In anticipation of the president's address, members of Congress are saving good seats in the House chamber. (Photo Credit: Getty Images/File)
WASHINGTON (CNN) - Members of Congress haven't camped out for hours in the House chamber to save prime seats like they did for President Obama's first joint address back in February, but several did come to the chamber early Wednesday morning to put place cards in prime center aisle seats to reserve them for tonight. Lawmakers in these seats are positioned to greet the President as he enters and possibly shake his hand or give him a slap on the back in front of network TV cameras.
According to a congressional source who arrived in the House chamber for preparations early this morning, Rep. Carolyn Kilpatrick had already placed a marker saving a prime seat about halfway down the aisle on the Democratic side. Fellow Democrat Eliot Engel, who camped out in February for hours to get his aisle seat, arrived on the floor around 8:30 am this morning and put a marker on the seat just below Kilpatrick's.
This source also tells CNN that Democratic Reps. Laura Richardson, Jesse Jackson Jr., Elijah Cummings, and Rep. Sheila Jackson-Lee reserved spots on the aisle on the Democratic side of the chamber this afternoon. Reps. Emanuel Cleaver, John Salazar, and Dale Kildee saved seats just one in from the aisle.

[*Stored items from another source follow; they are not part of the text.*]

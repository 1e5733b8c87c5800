//! Test utilities for components and reducers
//!
//! - [`key`]: build a `KeyEvent` from a string (`"j"`, `"enter"`, `"ctrl+c"`)
//! - [`RenderHarness`]: render into ratatui's `TestBackend` and read the
//!   frame back as plain text

use crossterm::event::{KeyCode, KeyEvent, KeyEventKind, KeyEventState, KeyModifiers};
use ratatui::backend::TestBackend;
use ratatui::{Frame, Terminal};

/// Create a `KeyEvent` from a key string.
///
/// Supports single characters, the named keys used by the app (`enter`,
/// `esc`, `tab`, `backtab`, `backspace`, `delete`, `up`, `down`, `left`,
/// `right`, `home`, `end`, `space`) and a `ctrl+` prefix.
///
/// # Panics
///
/// Panics on an unknown key string; this is test support code.
pub fn key(s: &str) -> KeyEvent {
    let (modifiers, rest) = match s.strip_prefix("ctrl+") {
        Some(rest) => (KeyModifiers::CONTROL, rest),
        None => (KeyModifiers::NONE, s),
    };

    let code = match rest {
        "enter" => KeyCode::Enter,
        "esc" => KeyCode::Esc,
        "tab" => KeyCode::Tab,
        "backtab" => KeyCode::BackTab,
        "backspace" => KeyCode::Backspace,
        "delete" => KeyCode::Delete,
        "up" => KeyCode::Up,
        "down" => KeyCode::Down,
        "left" => KeyCode::Left,
        "right" => KeyCode::Right,
        "home" => KeyCode::Home,
        "end" => KeyCode::End,
        "space" => KeyCode::Char(' '),
        rest => {
            let mut chars = rest.chars();
            match (chars.next(), chars.next()) {
                (Some(c), None) => KeyCode::Char(c),
                _ => panic!("invalid key string: {:?}", s),
            }
        }
    };

    KeyEvent {
        code,
        modifiers,
        kind: KeyEventKind::Press,
        state: KeyEventState::empty(),
    }
}

/// Create a `KeyEvent` for a plain character.
pub fn char_key(c: char) -> KeyEvent {
    KeyEvent {
        code: KeyCode::Char(c),
        modifiers: KeyModifiers::NONE,
        kind: KeyEventKind::Press,
        state: KeyEventState::empty(),
    }
}

/// Renders components into a test backend and exposes the frame as text.
pub struct RenderHarness {
    terminal: Terminal<TestBackend>,
}

impl RenderHarness {
    /// # Panics
    ///
    /// Panics when the test backend cannot be created.
    pub fn new(width: u16, height: u16) -> Self {
        let terminal = Terminal::new(TestBackend::new(width, height)).expect("test backend");
        Self { terminal }
    }

    /// Run one render pass and return the buffer contents, one line per
    /// terminal row, styling stripped.
    pub fn render_to_string(&mut self, render: impl FnOnce(&mut Frame)) -> String {
        self.terminal.draw(|frame| render(frame)).expect("draw");
        let buffer = self.terminal.backend().buffer();
        let area = buffer.area();
        let mut out = String::new();
        for y in area.top()..area.bottom() {
            for x in area.left()..area.right() {
                out.push_str(buffer[(x, y)].symbol());
            }
            out.push('\n');
        }
        out
    }
}
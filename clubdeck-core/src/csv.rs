//! CSV projection for list exports
//!
//! Exports are built in two steps: a caller-supplied column projection maps
//! each record to an ordered list of cells, then [`CsvDoc::to_csv`] renders
//! the text payload. Every field is wrapped in double quotes with interior
//! quotes doubled (minimal RFC-4180), rows joined with `\n`. Generation is
//! synchronous and infallible; writing the file is the caller's problem.

use chrono::NaiveDate;

/// One export column: a header plus a cell projection.
///
/// Projections return owned strings and are expected to default missing or
/// optional data to an empty string or zero rather than fail.
pub struct Column<R> {
    pub header: &'static str,
    pub value: fn(&R) -> String,
}

/// A projected export document: header row plus one row per record.
#[derive(Debug, Clone, PartialEq, Eq)]
pub struct CsvDoc {
    headers: Vec<&'static str>,
    rows: Vec<Vec<String>>,
}

impl CsvDoc {
    pub fn project<R>(rows: &[&R], columns: &[Column<R>]) -> Self {
        Self {
            headers: columns.iter().map(|c| c.header).collect(),
            rows: rows
                .iter()
                .map(|r| columns.iter().map(|c| (c.value)(r)).collect())
                .collect(),
        }
    }

    pub fn headers(&self) -> &[&'static str] {
        &self.headers
    }

    pub fn row_count(&self) -> usize {
        self.rows.len()
    }

    /// Render the payload: quoted header row, then quoted record rows.
    pub fn to_csv(&self) -> String {
        let mut lines = Vec::with_capacity(self.rows.len() + 1);
        lines.push(
            self.headers
                .iter()
                .map(|h| quote(h))
                .collect::<Vec<_>>()
                .join(","),
        );
        for row in &self.rows {
            lines.push(row.iter().map(|v| quote(v)).collect::<Vec<_>>().join(","));
        }
        lines.join("\n")
    }
}

fn quote(value: &str) -> String {
    format!("\"{}\"", value.replace('"', "\"\""))
}

/// `{prefix}_{YYYY-MM-DD}.csv`, stamped with the local date at export time.
pub fn export_filename(prefix: &str, date: NaiveDate) -> String {
    format!("{}_{}.csv", prefix, date.format("%Y-%m-%d"))
}
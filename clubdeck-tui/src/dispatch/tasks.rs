//! Keyed async tasks with automatic cancellation
//!
//! Tasks produce exactly one action when they complete; a cancelled task
//! produces nothing. Spawning under a key that is already running aborts
//! the previous task first, so a key is always at-most-one in flight.
//! The partner-network sync simulation runs here: a fixed delay behind a
//! key, cancellable at any point before it fires.

use std::collections::HashMap;
use std::future::Future;
use std::time::Duration;

use tokio::sync::mpsc;
use tokio::task::{AbortHandle, JoinHandle};

use crate::dispatch::action::Action;

/// Identifies a task for replacement and cancellation.
#[derive(Clone, Debug, Eq, PartialEq, Hash)]
pub struct TaskKey(String);

impl TaskKey {
    pub fn new(name: impl Into<String>) -> Self {
        Self(name.into())
    }

    pub fn name(&self) -> &str {
        &self.0
    }
}

impl From<&'static str> for TaskKey {
    fn from(s: &'static str) -> Self {
        Self::new(s)
    }
}

/// Registry of running tasks keyed for mutual exclusion.
pub struct TaskManager<A> {
    tasks: HashMap<TaskKey, AbortHandle>,
    action_tx: mpsc::UnboundedSender<A>,
}

impl<A> TaskManager<A>
where
    A: Action,
{
    pub fn new(action_tx: mpsc::UnboundedSender<A>) -> Self {
        Self {
            tasks: HashMap::new(),
            action_tx,
        }
    }

    /// Spawn a task, cancelling any running task with the same key.
    ///
    /// The future's output action is sent to the runtime queue on
    /// completion; a cancelled task sends nothing.
    pub fn spawn<F>(&mut self, key: impl Into<TaskKey>, future: F) -> &mut Self
    where
        F: Future<Output = A> + Send + 'static,
    {
        let key = key.into();
        self.cancel(&key);

        let tx = self.action_tx.clone();
        let handle: JoinHandle<()> = tokio::spawn(async move {
            let action = future.await;
            let _ = tx.send(action);
        });

        self.tasks.insert(key, handle.abort_handle());
        self
    }

    /// Spawn a task that waits `delay` before running the future.
    ///
    /// Re-spawning under the same key before the delay elapses resets the
    /// timer; cancelling inside the window means the action never fires.
    pub fn spawn_after<F>(
        &mut self,
        key: impl Into<TaskKey>,
        delay: Duration,
        future: F,
    ) -> &mut Self
    where
        F: Future<Output = A> + Send + 'static,
    {
        let key = key.into();
        self.cancel(&key);

        let tx = self.action_tx.clone();
        let handle: JoinHandle<()> = tokio::spawn(async move {
            tokio::time::sleep(delay).await;
            let action = future.await;
            let _ = tx.send(action);
        });

        self.tasks.insert(key, handle.abort_handle());
        self
    }

    /// Cancel a task by key. No-op when the key is not running.
    pub fn cancel(&mut self, key: &TaskKey) {
        if let Some(handle) = self.tasks.remove(key) {
            handle.abort();
        }
    }

    /// Cancel everything, for shutdown.
    pub fn cancel_all(&mut self) {
        for (_, handle) in self.tasks.drain() {
            handle.abort();
        }
    }

    pub fn is_running(&self, key: &TaskKey) -> bool {
        self.tasks.contains_key(key)
    }
}

impl<A> Drop for TaskManager<A> {
    fn drop(&mut self) {
        for (_, handle) in self.tasks.drain() {
            handle.abort();
        }
    }
}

In a change to the unofficial protocol to past Presidential joint addresses, some Democrats actually put markers on aisle seats on the Republican side of the chamber, which is on the president's right as he heads down the center aisle. Traditionally, Democrats sit on one side of the chamber for major speeches, and Republicans sit on the other. Democrats Yvette Clark, Joe Baca, and Al Green reserved seats on the aisle on the GOP side. Republican Reps. Tim Murphy, John Sullivan, and Cliff Stearns have also reserved seats on the GOP side of the aisle.